Phages and the CRISPR Pathway. (A) Caught in the Act: Phages land on the surface of E. coli to launch their attack. (B) CRISPR–Cas immunity. 1. Bacteria capture fragments of viral DNA and integrate these spacers into the expanding CRISPR array. 2. To combat a phage infection, the CRISPR array (pre-crRNA) is transcribed into RNA, then processed into mature crRNAs. 3. In the interference stage, the crRNA and Cas protein(s) form a complex that targets the corresponding phage sequences for degradation. Some CRISPR systems (Class 1) feature multiple Cas proteins as shown, whereas the simpler Class 2 systems require only a single nuclease such as Cas9. (Adapted from ref. 15.)

There are half-a-dozen different flavors or types of CRISPR system in the microbial universe, which are organized into two classes based on their architecture and other properties.¹⁵ One of the simplest arrangements—Type II—features an enzyme called Cas9. This nuclease makes a clean break on both strands of the DNA double helix like a pair of nail clippers, but not indiscriminately. It grabs an RNA tag, holding it like a mugshot, searching the incoming DNA for a match. Once encountered, Cas9 will latch onto the viral DNA and cut it, neutralizing the threat. Cas9 is “truly wondrous,” Urnov explains. “When Cas9 polices the intracellular neighborhood for invasions, it literally carries a copy of that most wanted poster with it. Asking everyone that comes in: “Excuse me, do you carry an exact match to this little most wanted poster that I’m carrying? Yes? Then I’ll cut you.”¹⁶

Classes of CRISPR. There are several flavors of CRISPR, which are categorized into two broad classes, 1 and 2. In Class 1, the DNA cleavage is performed by a complex of proteins, sometimes called Cascade. In Class 2, CRISPR systems feature a single Cas nuclease such as Cas9, Cas12 or Cas13. (For details, see ref. 15).

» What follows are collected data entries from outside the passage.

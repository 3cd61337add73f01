use chrono::{DateTime, Utc};
use serde::{Deserialize, Serialize};
use strum::{Display, EnumString};

/// Health tier shown on the dashboard for a building.
#[derive(Debug, Clone, Copy, PartialEq, Eq, Hash, Serialize, Deserialize, Display, EnumString)]
#[serde(rename_all = "lowercase")]
#[strum(serialize_all = "lowercase")]
pub enum BuildingStatus {
    Ok,
    Warn,
    Critical,
}

impl BuildingStatus {
    /// Critical below 70% of expected output, warn below 80%.
    pub fn from_output(actual_kw: f64, expected_kw: f64) -> Self {
        if actual_kw < expected_kw * 0.7 {
            BuildingStatus::Critical
        } else if actual_kw < expected_kw * 0.8 {
            BuildingStatus::Warn
        } else {
            BuildingStatus::Ok
        }
    }
}

#[derive(Debug, Clone, Copy, PartialEq, Serialize, Deserialize)]
pub struct GeoPoint {
    pub lat: f64,
    pub lng: f64,
}

/// A monitored installation.
///
/// Efficiency and status are derived from the stored outputs and are never
/// persisted on their own.
#[derive(Debug, Clone, PartialEq, Serialize, Deserialize)]
pub struct Building {
    pub id: String,
    pub name: String,
    pub city: String,
    pub capacity_kw: f64,
    pub actual_kw: f64,
    pub expected_kw: f64,
    pub last_updated: DateTime<Utc>,
    #[serde(default, skip_serializing_if = "Option::is_none")]
    pub coords: Option<GeoPoint>,
}

impl Building {
    pub fn efficiency(&self) -> f64 {
        if self.capacity_kw > 0.0 {
            self.actual_kw / self.capacity_kw
        } else {
            0.0
        }
    }

    pub fn status(&self) -> BuildingStatus {
        BuildingStatus::from_output(self.actual_kw, self.expected_kw)
    }

    /// Record the outcome of one analysis cycle.
    pub fn record_cycle(&mut self, actual_kw: f64, expected_kw: f64, at: DateTime<Utc>) {
        self.actual_kw = actual_kw;
        self.expected_kw = expected_kw;
        self.last_updated = at;
    }

    pub fn view(&self) -> BuildingView {
        BuildingView {
            efficiency: self.efficiency(),
            status: self.status(),
            building: self.clone(),
        }
    }
}

/// Building as served to clients, with the derived fields attached.
#[derive(Debug, Clone, Serialize)]
pub struct BuildingView {
    #[serde(flatten)]
    pub building: Building,
    pub efficiency: f64,
    pub status: BuildingStatus,
}

/// Fleet-wide KPIs for the dashboard header.
#[derive(Debug, Clone, PartialEq, Serialize)]
pub struct FleetSummary {
    pub building_count: usize,
    pub total_actual_kw: f64,
    pub total_expected_kw: f64,
    pub average_efficiency: f64,
    pub critical_count: usize,
}

impl FleetSummary {
    pub fn from_buildings(buildings: &[Building]) -> Self {
        let total_actual_kw = buildings.iter().map(|b| b.actual_kw).sum();
        let total_expected_kw = buildings.iter().map(|b| b.expected_kw).sum();
        let average_efficiency = if buildings.is_empty() {
            0.0
        } else {
            buildings.iter().map(Building::efficiency).sum::<f64>() / buildings.len() as f64
        };
        Self {
            building_count: buildings.len(),
            total_actual_kw,
            total_expected_kw,
            average_efficiency,
            critical_count: buildings
                .iter()
                .filter(|b| b.status() == BuildingStatus::Critical)
                .count(),
        }
    }
}

/// Starting fleet, inserted into an empty store.
pub fn seed_buildings(now: DateTime<Utc>) -> Vec<Building> {
    let seed = |id: &str, name: &str, city: &str, capacity: f64, expected: f64, actual: f64, lat: f64, lng: f64| {
        Building {
            id: id.to_string(),
            name: name.to_string(),
            city: city.to_string(),
            capacity_kw: capacity,
            actual_kw: actual,
            expected_kw: expected,
            last_updated: now,
            coords: Some(GeoPoint { lat, lng }),
        }
    };

    vec![
        seed("bld-ch-01", "CH-A", "Chennai", 1200.0, 860.0, 712.0, 13.0827, 80.2707),
        seed("bld-th-01", "Th-A", "Thiruvallur", 980.0, 730.0, 710.0, 13.6288, 79.8878),
        seed("bld-ka-01", "ABC Block", "Kancheepuram", 1050.0, 800.0, 590.0, 12.8185, 79.7037),
        seed("bld-che-01", "Lakeshore Campus", "Chengalpet", 1100.0, 810.0, 725.0, 12.6819, 79.9864),
        seed("bld-tri-01", "Trinity Park Hub", "Trichy", 900.0, 670.0, 510.0, 10.7905, 78.7047),
    ]
}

Marraffini reveals how the two bacterial defense systems complement each other. Restriction enzymes offer the first barrier of defense against the viral menace, shredding the viral DNA into pieces that can be incorporated into the CRISPR array. But if phages, ever evolving, dodge the first line of defense, CRISPR immunization kicks in. It is analogous to vaccination, Marraffini says. “When the phage DNA is dead, CRISPR can scavenge spacers to immunize the host.” Only a very few infected bacteria actually acquire spacers—about 1 in 10 million—but that provides one cell with the power to vanquish the viral threat and rebuild the population.^II

In Adam Bolt’s 2019 documentary Human Nature, we meet David Sanchez, a charming boy who suffers from sickle-cell disease. As he learns about the potential of CRISPR to cure his disease, he asks perceptively: “How does this thing work and know how to target the right gene, not the gene that makes hair?”

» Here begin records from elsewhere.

//! Current conditions for a fleet city

use axum::{
    extract::{Query, State},
    Json,
};
use serde::{Deserialize, Serialize};

use super::error::ApiError;
use crate::{controller::AppState, domain::WeatherSnapshot};

#[derive(Debug, Deserialize)]
pub struct WeatherQuery {
    pub city: Option<String>,
}

/// `available: false` with no snapshot when the provider has nothing.
#[derive(Debug, Serialize)]
pub struct WeatherResponse {
    pub city: String,
    pub available: bool,
    #[serde(skip_serializing_if = "Option::is_none")]
    pub weather: Option<WeatherSnapshot>,
}

pub async fn get_weather(
    State(st): State<AppState>,
    Query(q): Query<WeatherQuery>,
) -> Result<Json<WeatherResponse>, ApiError> {
    let city = q
        .city
        .map(|c| c.trim().to_string())
        .filter(|c| !c.is_empty())
        .ok_or_else(|| ApiError::BadRequest("city is required".to_string()))?;

    let weather = st.weather.current(&city).await;
    Ok(Json(WeatherResponse {
        available: weather.is_some(),
        city,
        weather,
    }))
}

The genius of the CRISPR revolution was to parcel Cas9 not with a virally derived RNA, as in nature, but with a synthetic guide RNA programmed by researchers that allows them to target more or less any DNA sequence in any gene in any organism. The result is we have hijacked a bacterial enzyme a billion years old and repurposed it into a 21st-century molecular scalpel for precision gene surgery. Whether we want to edit the genome of a hamster or a human, a mosquito or a mouse, a redcurrant or a redwood, the process essentially is the same. That’s because all organisms in nature use the same inert DNA code, composed of the same four-letter alphabet.